African-American  Both African-American and the adjective black are acceptable. Keep in mind that a black person is not necessarily an African-American and that an African-American person is not necessarily a black person. People of Caribbean origin, for example, may choose not to be called African-American.

Jews Take care in generalizing about Jews in stories. Jews are not a race, a nation, a religion only. Jews consider themselves a people, with highly individualized adaptations of expressions. Jews can be ritually observant or not; they can share some customs and not others. Use Jew only as a noun, as any other usage is considered offensive.

Latinos This is the umbrella term for Spanish-surnamed groups in the United States, including Mexicans, Puerto Ricans, Cubans, Central Americans and South Americans. A Latino woman is Latina. Keep in mind that Latino is a ethnic group, not a race. Use Hispanic in quotes or in proper names or if the source expresses that preference. Remember Spaniards are not Latinos.

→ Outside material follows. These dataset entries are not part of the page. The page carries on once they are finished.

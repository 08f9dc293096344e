//! Graph storage layer
//!
//! Provides the lock-guarded adjacency store and the JSON/YAML adjacency
//! document adapters.

pub mod document;
pub mod edge;
pub mod id;
pub mod node;
pub mod store;

#[cfg(feature = "json")]
pub mod json;
#[cfg(feature = "yaml")]
pub mod yaml;

pub use document::{GraphBody, GraphDocument};
pub use edge::{Edge, DEFAULT_WEIGHT};
pub use id::NodeId;
pub use node::{Node, Properties};
pub use store::{Adjacency, GraphStore};
use std::{collections::BTreeMap, path::Path};

use tracing::{debug, info};

use crate::{
    bounds::BoundStore,
    cancel::CancellationToken,
    config::SolverConfig,
    error::{Result, SolverError},
    linear_expression::LinearExpression,
    lp_solver::LPSolver,
    output::Output,
    relu::{relu_holds, ReluManager},
    search::{Outcome, Search},
    status::{self, FinalStatus, Statistics},
    tableau::Tableau,
    types::{finite, Bounds, Number},
};

/// Solver for linear equations over bounded real variables combined with
/// ReLU constraints `f = max(0, b)`.
///
/// The instance is described by bounds, tableau cells, basic variables and
/// ReLU pairs. Every call to [`Solver::solve`] works on a fresh copy of that
/// description, so a solver can be modified and solved again.
pub struct Solver {
    bounds: Vec<Bounds>,
    /// Non-zero cells by row and column.
    rows: BTreeMap<usize, BTreeMap<usize, Number>>,
    basic: Vec<bool>,
    relu_pairs: Vec<(usize, usize)>,
    config: SolverConfig,
    cancel: CancellationToken,
    output: Output,
    status: FinalStatus,
    assignment: Option<Vec<Number>>,
    error: Option<SolverError>,
    statistics: Statistics,
}

impl Solver {
    pub fn new(num_variables: usize) -> Solver {
        Solver::with_config(num_variables, SolverConfig::default())
    }

    pub fn with_config(num_variables: usize, config: SolverConfig) -> Solver {
        Solver {
            bounds: vec![Bounds::default(); num_variables],
            rows: BTreeMap::new(),
            basic: vec![false; num_variables],
            relu_pairs: vec![],
            config,
            cancel: CancellationToken::new(),
            output: Output::default(),
            status: FinalStatus::NotDone,
            assignment: None,
            error: None,
            statistics: Statistics::default(),
        }
    }

    pub fn num_variables(&self) -> usize {
        self.bounds.len()
    }

    /// Sets the lower bound of `var`, replacing any previous one.
    /// `-inf` removes it.
    pub fn set_lower_bound(&mut self, var: usize, value: Number) -> Result<()> {
        self.check_variable(var)?;
        if value.is_nan() || value == Number::INFINITY {
            return Err(SolverError::InvalidBound { var, value });
        }
        self.bounds[var].lower = finite(value);
        Ok(())
    }

    /// Sets the upper bound of `var`, replacing any previous one.
    /// `inf` removes it.
    pub fn set_upper_bound(&mut self, var: usize, value: Number) -> Result<()> {
        self.check_variable(var)?;
        if value.is_nan() || value == Number::NEG_INFINITY {
            return Err(SolverError::InvalidBound { var, value });
        }
        self.bounds[var].upper = finite(value);
        Ok(())
    }

    pub fn lower_bound(&self, var: usize) -> Result<Number> {
        self.check_variable(var)?;
        Ok(self.bounds[var].lower.unwrap_or(Number::NEG_INFINITY))
    }

    pub fn upper_bound(&self, var: usize) -> Result<Number> {
        self.check_variable(var)?;
        Ok(self.bounds[var].upper.unwrap_or(Number::INFINITY))
    }

    /// Sets the coefficient of `col` in the equation of row `row`, which
    /// reads `Σ cell(row, c) x_c = 0`. A zero coefficient removes the cell.
    pub fn initialize_cell(&mut self, row: usize, col: usize, coefficient: Number) -> Result<()> {
        self.check_variable(row)?;
        self.check_variable(col)?;
        if !coefficient.is_finite() {
            return Err(SolverError::InvalidCoefficient {
                row,
                col,
                value: coefficient,
            });
        }
        if coefficient == 0.0 {
            if let Some(cells) = self.rows.get_mut(&row) {
                cells.remove(&col);
                if cells.is_empty() {
                    self.rows.remove(&row);
                }
            }
        } else {
            self.rows.entry(row).or_default().insert(col, coefficient);
        }
        Ok(())
    }

    /// Declares `var` basic. Its row is the equation owned by it.
    pub fn mark_basic(&mut self, var: usize) -> Result<()> {
        self.check_variable(var)?;
        self.basic[var] = true;
        Ok(())
    }

    pub fn set_relu_pair(&mut self, b: usize, f: usize) -> Result<()> {
        self.check_variable(b)?;
        self.check_variable(f)?;
        let reason = if b == f {
            Some("input and output are the same variable")
        } else if self.relu_pairs.contains(&(b, f)) {
            Some("pair registered twice")
        } else {
            None
        };
        if let Some(reason) = reason {
            return Err(SolverError::InvalidReluPair {
                b,
                f,
                reason: reason.to_string(),
            });
        }
        self.relu_pairs.push((b, f));
        Ok(())
    }

    pub fn set_logging(&mut self, enabled: bool) {
        self.config.logging = enabled;
    }

    pub fn set_dump_states(&mut self, enabled: bool) {
        self.config.dump_states = enabled;
    }

    pub fn toggle_almost_broken_relu_elimination(&mut self, enabled: bool) {
        self.config.almost_broken_elimination = enabled;
    }

    pub fn config(&self) -> &SolverConfig {
        &self.config
    }

    pub fn config_mut(&mut self) -> &mut SolverConfig {
        &mut self.config
    }

    /// Token that stops a running [`Solver::solve`] when cancelled. The
    /// solver never resets it.
    pub fn cancellation_token(&self) -> CancellationToken {
        self.cancel.clone()
    }

    pub fn output(&self) -> &Output {
        &self.output
    }

    pub fn set_output(&mut self, output: Output) {
        self.output = output;
    }

    pub fn solve(&mut self) -> FinalStatus {
        self.assignment = None;
        self.error = None;
        let mut statistics = Statistics::default();
        let outcome = self
            .search(&mut statistics)
            .and_then(|outcome| match outcome {
                Outcome::Sat(values) => self.verify(&values).map(|()| Outcome::Sat(values)),
                outcome => Ok(outcome),
            });
        self.statistics = statistics;
        self.status = match outcome {
            Ok(Outcome::Sat(mut values)) => {
                values.truncate(self.num_variables());
                self.assignment = Some(values);
                FinalStatus::Sat
            }
            Ok(Outcome::Unsat) => FinalStatus::Unsat,
            Ok(Outcome::Cancelled) => FinalStatus::NotDone,
            Err(err) => {
                debug!("solve failed: {err}");
                self.error = Some(err);
                FinalStatus::Error
            }
        };
        info!("{} ({})", self.status, self.statistics);
        status::report(
            &self.output,
            self.status,
            self.error.as_ref(),
            &self.statistics,
        );
        self.status
    }

    /// Solves with all solver output written to `path`. The previous output
    /// destination is restored afterwards.
    pub fn solve_with_output(&mut self, path: &Path) -> Result<FinalStatus> {
        let _capture = self.output.capture_to_file(path)?;
        Ok(self.solve())
    }

    pub fn status(&self) -> FinalStatus {
        self.status
    }

    /// Value of `var` in the solution. Only available after SAT.
    pub fn assignment(&self, var: usize) -> Option<Number> {
        self.assignment.as_ref()?.get(var).copied()
    }

    pub fn assignments(&self) -> Option<&[Number]> {
        self.assignment.as_deref()
    }

    /// The error of the last solve if it ended in ERROR.
    pub fn error(&self) -> Option<&SolverError> {
        self.error.as_ref()
    }

    pub fn statistics(&self) -> &Statistics {
        &self.statistics
    }
}

impl Solver {
    fn check_variable(&self, index: usize) -> Result<()> {
        if index < self.num_variables() {
            Ok(())
        } else {
            Err(SolverError::VariableOutOfRange {
                index,
                count: self.num_variables(),
            })
        }
    }

    fn search(&self, statistics: &mut Statistics) -> Result<Outcome> {
        self.config.validate()?;
        self.validate_setup()?;
        let (lp, relus) = self.build()?;
        debug!(
            "solving {} variables, {} rows, {} ReLU pairs",
            self.num_variables(),
            self.rows.len(),
            self.relu_pairs.len()
        );
        let mut search = Search::new(
            lp,
            relus,
            &self.config,
            &self.cancel,
            &self.output,
            self.num_variables(),
        );
        let outcome = search.run();
        *statistics = *search.statistics();
        outcome
    }

    fn validate_setup(&self) -> Result<()> {
        for (var, bounds) in self.bounds.iter().enumerate() {
            if let Bounds {
                lower: Some(lower),
                upper: Some(upper),
            } = *bounds
            {
                if bounds.are_conflicting(self.config.bound_tolerance) {
                    return Err(SolverError::ContradictoryBounds { var, lower, upper });
                }
            }
        }
        if let Some(&row) = self.rows.keys().find(|row| !self.basic[**row]) {
            return Err(SolverError::RowWithoutBasic(row));
        }
        if let Some(var) =
            (0..self.num_variables()).find(|v| self.basic[*v] && !self.rows.contains_key(v))
        {
            return Err(SolverError::BasicWithoutRow(var));
        }
        Ok(())
    }

    /// Creates the simplex state for a fresh search. Pair `k` gets the
    /// slack variable `n + k` with `s = f - b`, and `f >= 0, s >= 0`.
    fn build(&self) -> Result<(LPSolver, ReluManager)> {
        let n = self.num_variables();
        let total = n + self.relu_pairs.len();
        let mut bounds = BoundStore::new(total, self.config.bound_tolerance);
        for (var, b) in self.bounds.iter().enumerate() {
            bounds.set_lower(var, b.lower);
            bounds.set_upper(var, b.upper);
        }
        let mut relus = ReluManager::new(
            self.config.relu_tolerance,
            self.config
                .almost_broken_elimination
                .then_some(self.config.almost_broken_margin),
        );
        let mut slack_rows = vec![];
        for (k, &(b, f)) in self.relu_pairs.iter().enumerate() {
            let slack = n + k;
            let lower = bounds.lower(f).map_or(0.0, |l| l.max(0.0));
            bounds.set_lower(f, Some(lower));
            bounds.set_lower(slack, Some(0.0));
            relus.add_pair(b, f, slack);
            let equation = LinearExpression::variable(f)
                - LinearExpression::variable(b)
                - LinearExpression::variable(slack);
            slack_rows.push((slack, equation));
        }
        let rows = self
            .rows
            .iter()
            .map(|(row, cells)| {
                let equation = cells.iter().map(|(c, f)| (*c, *f)).collect::<LinearExpression>();
                (*row, equation)
            })
            .chain(slack_rows);
        let tableau = Tableau::build(total, rows, self.config.pivot_tolerance)?;
        let lp = LPSolver::new(
            tableau,
            bounds,
            self.config.pivot_tolerance,
            self.config.recompute_interval,
            self.config.max_pivots,
        );
        Ok((lp, relus))
    }

    /// Checks a solution against the declared equations and bounds and
    /// against the ReLU pairs.
    fn verify(&self, values: &[Number]) -> Result<()> {
        let tolerance = self.config.relu_tolerance;
        for (row, cells) in &self.rows {
            let equation: LinearExpression = cells.iter().map(|(c, f)| (*c, *f)).collect();
            let (sum, magnitude) = equation.evaluate(values);
            if sum.abs() > tolerance * magnitude.max(1.0) {
                return Err(SolverError::Numerical(format!(
                    "row x{row} is violated by {sum} in the solution"
                )));
            }
        }
        for (var, bounds) in self.bounds.iter().enumerate() {
            if !bounds.contains(values[var], tolerance) {
                return Err(SolverError::Numerical(format!(
                    "solution value {} of x{var} is outside {}",
                    values[var],
                    bounds.format(&format!("x{var}"))
                )));
            }
        }
        for &(b, f) in &self.relu_pairs {
            if !relu_holds(values[b], values[f], tolerance) {
                return Err(SolverError::Numerical(format!(
                    "ReLU pair (x{b}, x{f}) is violated in the solution: {} vs {}",
                    values[b], values[f]
                )));
            }
        }
        Ok(())
    }
}

#[cfg(test)]
mod test {
    use super::*;

    #[test]
    fn setup_rejects_bad_input() {
        let mut s = Solver::new(2);
        assert!(matches!(
            s.set_lower_bound(2, 0.0),
            Err(SolverError::VariableOutOfRange { index: 2, count: 2 })
        ));
        assert!(matches!(
            s.set_upper_bound(0, Number::NAN),
            Err(SolverError::InvalidBound { var: 0, .. })
        ));
        assert!(matches!(
            s.initialize_cell(0, 1, Number::INFINITY),
            Err(SolverError::InvalidCoefficient { .. })
        ));
        assert!(matches!(
            s.set_relu_pair(1, 1),
            Err(SolverError::InvalidReluPair { .. })
        ));
        s.set_relu_pair(0, 1).unwrap();
        assert!(s.set_relu_pair(0, 1).is_err());
    }

    #[test]
    fn bounds_round_trip() {
        let mut s = Solver::new(1);
        assert_eq!(s.lower_bound(0).unwrap(), Number::NEG_INFINITY);
        s.set_lower_bound(0, -2.0).unwrap();
        s.set_upper_bound(0, 3.0).unwrap();
        assert_eq!(s.lower_bound(0).unwrap(), -2.0);
        assert_eq!(s.upper_bound(0).unwrap(), 3.0);
        s.set_upper_bound(0, Number::INFINITY).unwrap();
        assert_eq!(s.upper_bound(0).unwrap(), Number::INFINITY);
    }

    #[test]
    fn zero_cell_removes() {
        let mut s = Solver::new(2);
        s.set_output(Output::from_writer(std::io::sink()));
        s.initialize_cell(0, 1, 1.0).unwrap();
        s.initialize_cell(0, 1, 0.0).unwrap();
        assert!(s.rows.is_empty());
        assert_eq!(s.solve(), FinalStatus::Sat);
    }

    #[test]
    fn unowned_rows_are_malformed() {
        let mut s = Solver::new(2);
        s.set_output(Output::from_writer(std::io::sink()));
        s.initialize_cell(0, 0, 1.0).unwrap();
        s.initialize_cell(0, 1, -1.0).unwrap();
        assert_eq!(s.solve(), FinalStatus::Error);
        assert!(matches!(s.error(), Some(SolverError::RowWithoutBasic(0))));
        s.mark_basic(1).unwrap();
        assert_eq!(s.solve(), FinalStatus::Error);
        assert!(matches!(s.error(), Some(SolverError::RowWithoutBasic(0))));
        s.mark_basic(0).unwrap();
        assert_eq!(s.solve(), FinalStatus::Error);
        assert!(matches!(s.error(), Some(SolverError::BasicWithoutRow(1))));
    }
}
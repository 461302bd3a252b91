use crate::{
    bounds::BoundStore,
    error::{Result, SolverError},
    linear_expression::LinearExpression,
    sparse_matrix::SparseMatrix,
    types::Number,
};

/// Linear equations in solved form: every row expresses its basic variable
/// as a combination of non-basic variables. The basic variable's own
/// coefficient is stored as -1, so every row reads `Σ a_j x_j = 0`.
#[derive(Clone, Default)]
pub struct Tableau {
    matrix: SparseMatrix<Number>,
    basic_variable_for_row: Vec<usize>,
    /// Mapping from variable id to the row it controls.
    row_of_basic: Vec<Option<usize>>,
}

impl Tableau {
    /// Builds the tableau from equations `Σ c_j x_j = 0`, each owned by a
    /// basic variable with a non-zero coefficient in it. Basic variables
    /// occurring in other rows are eliminated from them.
    pub fn build(
        num_variables: usize,
        rows: impl IntoIterator<Item = (usize, LinearExpression)>,
        pivot_tolerance: Number,
    ) -> Result<Tableau> {
        let mut tableau = Tableau {
            matrix: SparseMatrix::new(),
            basic_variable_for_row: vec![],
            row_of_basic: vec![None; num_variables],
        };
        for (basic, equation) in rows {
            if equation.coefficient(basic) == 0.0 {
                return Err(SolverError::MissingBasicCoefficient(basic));
            }
            let row = tableau.matrix.rows();
            tableau.matrix.append_row(equation.into_iter());
            tableau.basic_variable_for_row.push(basic);
            tableau.row_of_basic[basic] = Some(row);
        }
        debug_assert!(tableau.matrix.columns() <= num_variables);
        for row in 0..tableau.rows() {
            let basic = tableau.basic_variable_for_row[row];
            if !tableau.eliminate(row, basic, pivot_tolerance) {
                return Err(SolverError::DependentRow(basic));
            }
        }
        Ok(tableau)
    }

    pub fn rows(&self) -> usize {
        self.basic_variable_for_row.len()
    }
    pub fn num_variables(&self) -> usize {
        self.row_of_basic.len()
    }
    pub fn is_basic(&self, var: usize) -> bool {
        self.row_of_basic[var].is_some()
    }
    pub fn row_of(&self, var: usize) -> Option<usize> {
        self.row_of_basic[var]
    }
    pub fn basic_of_row(&self, row: usize) -> usize {
        self.basic_variable_for_row[row]
    }
    /// Basic variables in increasing index order.
    pub fn basic_variables(&self) -> impl Iterator<Item = usize> + '_ {
        self.row_of_basic
            .iter()
            .enumerate()
            .filter_map(|(var, row)| row.map(|_| var))
    }
    pub fn coefficient(&self, row: usize, col: usize) -> Number {
        self.matrix.get(row, col).unwrap_or(0.0)
    }
    /// `(row, column, coefficient)` in increasing column order.
    pub fn iterate_row(&self, row: usize) -> impl Iterator<Item = (usize, usize, Number)> + '_ {
        self.matrix.iterate_row(row)
    }
    pub fn iterate_column(&self, col: usize) -> impl Iterator<Item = (usize, usize, Number)> + '_ {
        self.matrix.iterate_column(col)
    }

    /// Value of the basic variable of `row` computed from the current
    /// values of the non-basic variables.
    pub fn basic_value(&self, row: usize, bounds: &BoundStore) -> Number {
        let basic = self.basic_variable_for_row[row];
        self.matrix
            .iterate_row(row)
            .filter(|(_, col, _)| *col != basic)
            .map(|(_, col, f)| f * bounds.value(col))
            .sum()
    }

    /// Makes `entering` the basic variable of the row currently owned by
    /// `leaving`.
    pub fn pivot(&mut self, leaving: usize, entering: usize) -> Result<()> {
        let row = self.row_of_basic[leaving].ok_or_else(|| {
            SolverError::Numerical(format!("pivot on non-basic variable x{leaving}"))
        })?;
        if !self.eliminate(row, entering, 0.0) {
            return Err(SolverError::Numerical(format!(
                "x{entering} does not occur in the row of x{leaving}"
            )));
        }
        self.row_of_basic[leaving] = None;
        self.row_of_basic[entering] = Some(row);
        self.basic_variable_for_row[row] = entering;
        Ok(())
    }

    pub fn format_row(&self, row: usize, name: &dyn Fn(usize) -> String) -> String {
        let basic = self.basic_variable_for_row[row];
        let nonbasic = LinearExpression::format(
            self.matrix
                .iterate_row(row)
                .filter(|(_, col, _)| *col != basic)
                .map(|(_, col, f)| (name(col), f)),
        );
        format!("{:>4} ={nonbasic}", name(basic))
    }

    /// Scales `row` so that `var` has coefficient -1 and removes `var` from
    /// all other rows. Returns false if the coefficient of `var` is not
    /// larger than `min_magnitude`.
    fn eliminate(&mut self, row: usize, var: usize, min_magnitude: Number) -> bool {
        let pivot = self.coefficient(row, var);
        if pivot == 0.0 || pivot.abs() <= min_magnitude {
            return false;
        }
        if pivot != -1.0 {
            self.matrix.multiply_row_by_factor(row, -1.0 / pivot);
        }
        self.matrix.set(row, var, -1.0);
        let factors = self
            .matrix
            .iterate_column(var)
            .filter(|(r, _, _)| *r != row)
            .map(|(r, _, f)| (r, f))
            .collect::<Vec<_>>();
        for (target, factor) in factors {
            self.matrix.add_multiple_of_row(row, target, factor);
            self.matrix.set(target, var, 0.0);
        }
        true
    }
}
//! Error types of the solver.

use thiserror::Error;

use crate::types::Number;

/// Everything that can make a solve end in ERROR, plus setup-time
/// rejections. Local conflicts are not errors: they are resolved by
/// backtracking.
#[derive(Debug, Error)]
pub enum SolverError {
    #[error("variable x{index} out of range (the solver has {count} variables)")]
    VariableOutOfRange { index: usize, count: usize },

    #[error("invalid bound {value} for x{var}")]
    InvalidBound { var: usize, value: Number },

    #[error("invalid coefficient {value} at row x{row}, column x{col}")]
    InvalidCoefficient { row: usize, col: usize, value: Number },

    #[error("contradictory bounds for x{var}: lower {lower} exceeds upper {upper}")]
    ContradictoryBounds { var: usize, lower: Number, upper: Number },

    #[error("row x{0} is not owned by a basic variable")]
    RowWithoutBasic(usize),

    #[error("basic variable x{0} has no row")]
    BasicWithoutRow(usize),

    #[error("basic variable x{0} does not occur in its own row")]
    MissingBasicCoefficient(usize),

    #[error("row x{0} is linearly dependent on the other rows")]
    DependentRow(usize),

    #[error("invalid ReLU pair (b: x{b}, f: x{f}): {reason}")]
    InvalidReluPair { b: usize, f: usize, reason: String },

    #[error("invalid configuration: {0}")]
    InvalidConfig(String),

    #[error("more than {0} pivots without restoring feasibility")]
    PivotLimit(usize),

    #[error("numerical failure: {0}")]
    Numerical(String),

    #[error("I/O error: {0}")]
    Io(#[from] std::io::Error),

    #[error("parse error on line {line}: {message}")]
    Parse { line: usize, message: String },
}

impl SolverError {
    /// Stable numeric code, reported together with the message.
    pub fn code(&self) -> u32 {
        match self {
            SolverError::VariableOutOfRange { .. } => 1,
            SolverError::InvalidBound { .. } => 2,
            SolverError::InvalidCoefficient { .. } => 3,
            SolverError::ContradictoryBounds { .. } => 4,
            SolverError::RowWithoutBasic(_) => 5,
            SolverError::BasicWithoutRow(_) => 6,
            SolverError::MissingBasicCoefficient(_) => 7,
            SolverError::DependentRow(_) => 8,
            SolverError::InvalidReluPair { .. } => 9,
            SolverError::InvalidConfig(_) => 10,
            SolverError::PivotLimit(_) => 20,
            SolverError::Numerical(_) => 21,
            SolverError::Io(_) => 30,
            SolverError::Parse { .. } => 31,
        }
    }

    /// True if the query itself is unusable, as opposed to a failure while
    /// searching. Such queries have not been shown to be infeasible.
    pub fn is_malformed_input(&self) -> bool {
        matches!(self.code(), 1..=9 | 31)
    }
}

pub type Result<T> = std::result::Result<T, SolverError>;
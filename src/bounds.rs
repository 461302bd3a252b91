use colored::Colorize;

use crate::types::{margin, Bounds, Number, SLACK_EPSILON};

/// Signals that a tightening made the bounds of `variable` cross.
#[derive(Clone, Copy, Debug, PartialEq, Eq)]
pub struct BoundConflict {
    pub variable: usize,
}

#[derive(Clone, Debug, Default)]
struct Variable {
    value: Number,
    bounds: Bounds,
}

impl Variable {
    fn can_be_increased(&self) -> bool {
        self.bounds.upper.map_or(true, |u| self.value < u - SLACK_EPSILON)
    }
    fn can_be_decreased(&self) -> bool {
        self.bounds.lower.map_or(true, |l| self.value > l + SLACK_EPSILON)
    }
    fn format(&self, name: &str, tolerance: Number) -> String {
        let s = format!("{} := {}", self.bounds.format(name), self.value);
        if self.bounds.contains(self.value, tolerance) {
            s
        } else {
            format!("{}", s.red())
        }
    }
}

/// Lower and upper bound and current value of every variable.
#[derive(Clone, Debug)]
pub struct BoundStore {
    variables: Vec<Variable>,
    tolerance: Number,
}

impl BoundStore {
    pub fn new(count: usize, tolerance: Number) -> BoundStore {
        BoundStore {
            variables: vec![Variable::default(); count],
            tolerance,
        }
    }

    pub fn len(&self) -> usize {
        self.variables.len()
    }

    pub fn bounds(&self, var: usize) -> &Bounds {
        &self.variables[var].bounds
    }
    pub fn lower(&self, var: usize) -> Option<Number> {
        self.variables[var].bounds.lower
    }
    pub fn value(&self, var: usize) -> Number {
        self.variables[var].value
    }
    pub fn set_value(&mut self, var: usize, value: Number) {
        self.variables[var].value = value;
    }
    pub fn values(&self) -> impl Iterator<Item = Number> + '_ {
        self.variables.iter().map(|v| v.value)
    }

    /// Replaces the lower bound, used while setting up.
    pub fn set_lower(&mut self, var: usize, value: Option<Number>) {
        self.variables[var].bounds.lower = value;
    }
    /// Replaces the upper bound, used while setting up.
    pub fn set_upper(&mut self, var: usize, value: Option<Number>) {
        self.variables[var].bounds.upper = value;
    }

    /// Raises the lower bound to `value` unless it already is at least as
    /// large. Returns whether the bound changed. If the new bound exceeds
    /// the upper bound by more than the tolerance, it is still recorded
    /// and the conflict is reported.
    pub fn tighten_lower(&mut self, var: usize, value: Number) -> Result<bool, BoundConflict> {
        let tolerance = self.tolerance;
        let bounds = &mut self.variables[var].bounds;
        if bounds.lower.is_some_and(|l| value <= l) {
            return Ok(false);
        }
        match bounds.upper {
            Some(u) if value > u + margin(u, tolerance) => {
                bounds.lower = Some(value);
                Err(BoundConflict { variable: var })
            }
            Some(u) if value > u => {
                bounds.lower = Some(u);
                Ok(true)
            }
            _ => {
                bounds.lower = Some(value);
                Ok(true)
            }
        }
    }

    /// Counterpart of `tighten_lower`.
    pub fn tighten_upper(&mut self, var: usize, value: Number) -> Result<bool, BoundConflict> {
        let tolerance = self.tolerance;
        let bounds = &mut self.variables[var].bounds;
        if bounds.upper.is_some_and(|u| value >= u) {
            return Ok(false);
        }
        match bounds.lower {
            Some(l) if value < l - margin(l, tolerance) => {
                bounds.upper = Some(value);
                Err(BoundConflict { variable: var })
            }
            Some(l) if value < l => {
                bounds.upper = Some(l);
                Ok(true)
            }
            _ => {
                bounds.upper = Some(value);
                Ok(true)
            }
        }
    }

    /// Returns the bound the variable has to be moved to if its value
    /// violates it by more than the tolerance.
    pub fn out_of_bounds_target(&self, var: usize) -> Option<Number> {
        let v = &self.variables[var];
        v.bounds.violation_target(v.value, self.tolerance)
    }

    pub fn can_increase(&self, var: usize) -> bool {
        self.variables[var].can_be_increased()
    }
    pub fn can_decrease(&self, var: usize) -> bool {
        self.variables[var].can_be_decreased()
    }

    /// Returns the first variable whose bounds cross.
    pub fn first_conflicting(&self) -> Option<usize> {
        self.variables
            .iter()
            .position(|v| v.bounds.are_conflicting(self.tolerance))
    }

    pub fn format(&self, var: usize, name: &str) -> String {
        self.variables[var].format(name, self.tolerance)
    }
}

#[cfg(test)]
mod test {
    use super::*;

    #[test]
    fn tightening_never_widens() {
        let mut store = BoundStore::new(1, 1e-7);
        assert_eq!(store.tighten_lower(0, 1.0), Ok(true));
        assert_eq!(store.tighten_lower(0, 0.0), Ok(false));
        assert_eq!(store.lower(0), Some(1.0));
        assert_eq!(store.tighten_upper(0, 5.0), Ok(true));
        assert_eq!(store.tighten_upper(0, 7.0), Ok(false));
        assert_eq!(store.bounds(0).upper, Some(5.0));
        assert_eq!(store.tighten_upper(0, 3.0), Ok(true));
        assert_eq!(store.bounds(0).upper, Some(3.0));
    }

    #[test]
    fn crossing_bounds() {
        let mut store = BoundStore::new(2, 1e-7);
        store.set_lower(0, Some(0.0));
        store.set_upper(0, Some(1.0));
        assert_eq!(store.tighten_lower(0, 2.0), Err(BoundConflict { variable: 0 }));
        assert_eq!(store.first_conflicting(), Some(0));

        store.set_upper(1, Some(1.0));
        assert_eq!(store.tighten_lower(1, 1.0 + 1e-9), Ok(true));
        assert_eq!(store.lower(1), Some(1.0));
        assert!(!store.bounds(1).are_conflicting(1e-7));
    }

    #[test]
    fn slack() {
        let mut store = BoundStore::new(1, 1e-7);
        store.set_lower(0, Some(0.0));
        store.set_upper(0, Some(1.0));
        assert!(store.can_increase(0));
        assert!(!store.can_decrease(0));
        store.set_value(0, 1.0);
        assert!(!store.can_increase(0));
        assert!(store.can_decrease(0));
        store.set_value(0, 3.0);
        assert_eq!(store.out_of_bounds_target(0), Some(1.0));
    }
}
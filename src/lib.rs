mod bounds;
pub mod cancel;
pub mod config;
pub mod error;
mod linear_expression;
mod lp_solver;
pub mod output;
pub mod query;
mod relu;
mod search;
pub mod solver;
mod sparse_matrix;
pub mod status;
mod tableau;
mod types;

pub use cancel::CancellationToken;
pub use config::SolverConfig;
pub use error::{Result, SolverError};
pub use relu::Phase;
pub use solver::Solver;
pub use status::{FinalStatus, Statistics};
pub use types::Number;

Eskimos  is acceptable in general references. More detailed stories about specific native cultures of Alaska’s west and north coast should include the ethnic sub-designation: Inupiat Eskimos or Yupik Eskimos. Some use the term Inuit for these native people. Follow the preference of those involved in the story.

illegal immigrants Use this term in referring to citizens of foreign countries who have come to the country with no passport, visa or other document to show they are entitled to visit, work or live in the United States. Do not use illegal aliens or illegals in headlines or text unless they are in direct quotations. Use undocumented workers if the context fits.